◆ The task:
The records should be restated exactly from their first line through the line with "use crate::capture::messages::bad_settings_input;" in it.

◆ Data records:
※ ※ ※
use std::collections::BTreeSet;
use std::path::Path;

use anyhow::Context;
use serde::{Deserialize, Serialize};

use crate::assemble::animated::{AnimationSpec, assemble, in_frame};
use crate::assemble::background::with_background;
use crate::assemble::document::FrameDocument;
use crate::burst::validate::SettingField;
use crate::capture::messages::bad_settings_input;
use crate::export::raster::{Rasterizer, encode_png};
use crate::export::sink::{FrameSink, Fps, SinkConfig};
use crate::foundation::core::{Background, Canvas};
use crate::foundation::error::{SvgBurstError, SvgBurstResult};
use crate::foundation::math::is_positive_integer;
use crate::foundation::progress::Progress;
use crate::frames::collection::FrameSnapshot;

/// Share of the progress range spent rasterizing; the sink's finish takes the rest.
const RASTER_PROGRESS_SHARE: f64 = 0.99;

/// Settings for one generation run.
#[derive(Clone, Debug, PartialEq, Serialize, Deserialize)]
#[serde(default)]
pub struct ExportSettings {
    /// Milliseconds each frame is shown. Must be a positive integer.
    pub interval_ms: f64,
    /// Fill painted beneath every frame.
    pub background: Background,
    /// Raster width; defaults to the first frame's `viewBox` width.
    pub width: Option<u32>,
    /// Raster height; defaults to the first frame's `viewBox` height.
    pub height: Option<u32>,
}

impl Default for ExportSettings {
    fn default() -> Self {
        Self {
            interval_ms: 100.0,
            background: Background::default(),
            width: None,
            height: None,
        }
    }
}

impl ExportSettings {
    /// Parse settings from JSON text.
    pub fn from_json_str(json: &str) -> SvgBurstResult<Self> {
        serde_json::from_str(json).map_err(|e| SvgBurstError::serde(e.to_string()))
    }

    /// Load settings from a JSON file.
    pub fn from_path(path: impl AsRef<Path>) -> SvgBurstResult<Self> {
        let path = path.as_ref();
        let text = std::fs::read_to_string(path)
            .with_context(|| format!("read export settings from '{}'", path.display()))?;
        Self::from_json_str(&text)
    }

    /// Frame interval in seconds.
    pub fn interval_secs(&self) -> f64 {
        self.interval_ms / 1000.0
    }

    fn canvas_for(&self, first: &FrameDocument<'_>) -> SvgBurstResult<Canvas> {
        let view_box = Canvas::from_view_box(first.view_box());
        match (self.width, self.height) {
            (Some(w), Some(h)) => Canvas::new(w, h),
            (Some(w), None) => Canvas::new(w, view_box?.height),
            (None, Some(h)) => Canvas::new(view_box?.width, h),
            (None, None) => view_box,
        }
    }
}

/// Where generated output goes.
pub enum ExportTarget<'s> {
    /// One SVG document (animated when there are several frames).
    Svg,
    /// Rasterized frames: a PNG for one frame, otherwise every frame through the sink.
    Raster(&'s mut dyn FrameSink),
}

impl std::fmt::Debug for ExportTarget<'_> {
    fn fmt(&self, f: &mut std::fmt::Formatter<'_>) -> std::fmt::Result {
        match self {
            Self::Svg => f.write_str("Svg"),
            Self::Raster(_) => f.write_str("Raster"),
        }
    }
}

/// Result of [`generate`].
#[derive(Clone, Debug, PartialEq, Eq)]
pub enum Generated {
    /// SVG text.
    Svg(String),
    /// PNG bytes of a single frame.
    Png(Vec<u8>),
    /// Number of frames handed to the sink.
    Sequence {
        /// Frames pushed.
        frames: usize,
    },
}

/// File name offered for the output of `target` with `frame_count` frames.
pub fn default_file_name(target: &ExportTarget<'_>, frame_count: usize) -> &'static str {
    match (target, frame_count) {
        (ExportTarget::Svg, _) => "animation.svg",
        (ExportTarget::Raster(_), 0 | 1) => "animation.png",
        (ExportTarget::Raster(_), _) => "animation.mov",
    }
}

/// Produce the final output for `snapshot`.
///
/// The interval is validated before any work, and every frame is parsed before anything is
/// assembled or handed to a sink. Progress ends at exactly `1.0` on success. Any malformed frame
/// or collaborator failure fails the run; a sink that was already started is aborted so it leaves
/// no partial output. [`SvgBurstError::user_message`] gives the notice to show.
#[tracing::instrument(skip(snapshot, settings, target, progress), fields(frames = snapshot.len()))]
pub fn generate(
    snapshot: &FrameSnapshot,
    settings: &ExportSettings,
    target: ExportTarget<'_>,
    progress: impl FnMut(f64),
) -> SvgBurstResult<Generated> {
    if !is_positive_integer(settings.interval_ms) {
        return Err(SvgBurstError::validation(bad_settings_input(
            &BTreeSet::from([SettingField::Interval]),
        )));
    }
    if snapshot.is_empty() {
        return Err(SvgBurstError::validation("there are no frames to export"));
    }

    match target {
        ExportTarget::Svg => {
            let spec = AnimationSpec {
                frames: snapshot.clone(),
                interval_secs: settings.interval_secs(),
                background: settings.background,
            };
            assemble(&spec, progress).map(Generated::Svg)
        }
        ExportTarget::Raster(sink) => {
            // Every frame is checked before the sink sees anything.
            let documents = snapshot
                .iter()
                .enumerate()
                .map(|(i, (_, source))| {
                    FrameDocument::parse(source).map_err(|e| in_frame(i, e))
                })
                .collect::<SvgBurstResult<Vec<_>>>()?;
            let Some(first) = documents.first() else {
                return Err(SvgBurstError::validation("there are no frames to export"));
            };
            let canvas = settings.canvas_for(first)?;

            let mut progress = Progress::new(progress);
            let rasterizer = Rasterizer::new();
            let out = if documents.len() == 1 {
                let svg = with_background(first, settings.background);
                Generated::Png(encode_png(&rasterizer.render(&svg, canvas)?)?)
            } else {
                let cfg = SinkConfig {
                    width: canvas.width,
                    height: canvas.height,
                    fps: Fps::from_interval_ms(settings.interval_ms as u32)?,
                };
                sink.begin(cfg)?;
                let streamed = stream_frames(
                    &documents,
                    settings.background,
                    canvas,
                    &rasterizer,
                    sink,
                    &mut progress,
                )
                .and_then(|frames| sink.end().map(|()| frames));
                match streamed {
                    Ok(frames) => Generated::Sequence { frames },
                    Err(err) => {
                        tracing::warn!(error = %err, "raster sequence failed, aborting sink");
                        sink.abort();
                        return Err(err);
                    }
                }
            };
            progress.finish();
            Ok(out)
        }
    }
}

fn stream_frames<F: FnMut(f64)>(
    documents: &[FrameDocument<'_>],
    background: Background,
    canvas: Canvas,
    rasterizer: &Rasterizer,
    sink: &mut dyn FrameSink,
    progress: &mut Progress<F>,
) -> SvgBurstResult<usize> {
    let n = documents.len();
    for (i, doc) in documents.iter().enumerate() {
        let svg = with_background(doc, background);
        let frame = rasterizer
            .render(&svg, canvas)
            .map_err(|e| SvgBurstError::export(format!("frame {i}: {e}")))?;
        sink.push_frame(i, &frame)?;
        progress.report(RASTER_PROGRESS_SHARE * i as f64 / n as f64);
    }
    tracing::debug!(frames = n, "raster sequence written");
    Ok(n)
}

#[cfg(test)]
#[path = "../../tests/unit/export/generate.rs"]
mod tests;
※ ※ ※
◆ Result for this task:
use std::collections::BTreeSet;
use std::path::Path;

use anyhow::Context;
use serde::{Deserialize, Serialize};

use crate::assemble::animated::{AnimationSpec, assemble, in_frame};
use crate::assemble::background::with_background;
use crate::assemble::document::FrameDocument;
use crate::burst::validate::SettingField;
use crate::capture::messages::bad_settings_input;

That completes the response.